== Segment start ==

//! Prompt templates for grounded answer generation

use crate::types::Chunk;

/// Prompt builder for RAG queries
///
/// Chunks are numbered from 1 in the order given; the same numbering is used
/// for the `[n]` markers the model is asked to emit.
pub struct PromptBuilder;

impl PromptBuilder {
    /// Build the context block from ranked chunks
    pub fn build_context(chunks: &[Chunk]) -> String {
        chunks
            .iter()
            .enumerate()
            .map(|(i, chunk)| format!("Chunk from Source [{}]:\n{}\n", i + 1, chunk.text))
            .collect::<Vec<_>>()
            .join("\n")
    }

    /// Build the numbered source list
    pub fn build_sources(chunks: &[Chunk]) -> String {
        chunks
            .iter()
            .enumerate()
            .map(|(i, chunk)| format!("Source [{}]: {}", i + 1, chunk.source()))
            .collect::<Vec<_>>()
            .join("\n")
    }

    /// Build the system instruction with the context and sources embedded
    pub fn build_system_prompt(chunks: &[Chunk]) -> String {
        format!(
            r#"You are a helpful assistant for a document Q&A application. Answer the user's question
based ONLY on the context below. If the answer is not available in the context, state that
you cannot find the answer. Do not make up any information.

Use inline citations in the format [source_id], for example: "The sky is blue [1]."
The source_id is the number of the source in the list below.

Context:
{context}

Sources:
{sources}"#,
            context = Self::build_context(chunks),
            sources = Self::build_sources(chunks),
        )
    }

    /// Build the user turn
    pub fn build_user_prompt(question: &str) -> String {
        format!("Question: {}", question)
    }
}

#[cfg(test)]
mod tests {
    use super::*;

    fn chunks() -> Vec<Chunk> {
        vec![
            Chunk::new("Paris is the capital of France.", "geo.pdf", 0),
            Chunk::new("Berlin is the capital of Germany.", "Pasted Text", 3),
        ]
    }

    #[test]
    fn test_context_numbering() {
        let context = PromptBuilder::build_context(&chunks());
        assert_eq!(
            context,
            "Chunk from Source [1]:\nParis is the capital of France.\n\n\
             Chunk from Source [2]:\nBerlin is the capital of Germany.\n"
        );
    }

    #[test]
    fn test_sources_list() {
        assert_eq!(
            PromptBuilder::build_sources(&chunks()),
            "Source [1]: geo.pdf\nSource [2]: Pasted Text"
        );
    }

    #[test]
    fn test_system_prompt_embeds_context() {
        let prompt = PromptBuilder::build_system_prompt(&chunks());
        assert!(prompt.contains("Chunk from Source [2]:\nBerlin"));
        assert!(prompt.contains("Source [1]: geo.pdf"));
        assert_eq!(PromptBuilder::build_user_prompt("why?"), "Question: why?");
    }

    #[test]
    fn test_empty_chunks() {
        assert_eq!(PromptBuilder::build_context(&[]), "");
        assert_eq!(PromptBuilder::build_sources(&[]), "");
    }
}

== Segment end ==

**Task directions:**
All lines above holding the word "String" make up the answer; copy each one.

**Solution:**
    pub fn build_context(chunks: &[Chunk]) -> String {
    pub fn build_sources(chunks: &[Chunk]) -> String {
    pub fn build_system_prompt(chunks: &[Chunk]) -> String {
    pub fn build_user_prompt(question: &str) -> String {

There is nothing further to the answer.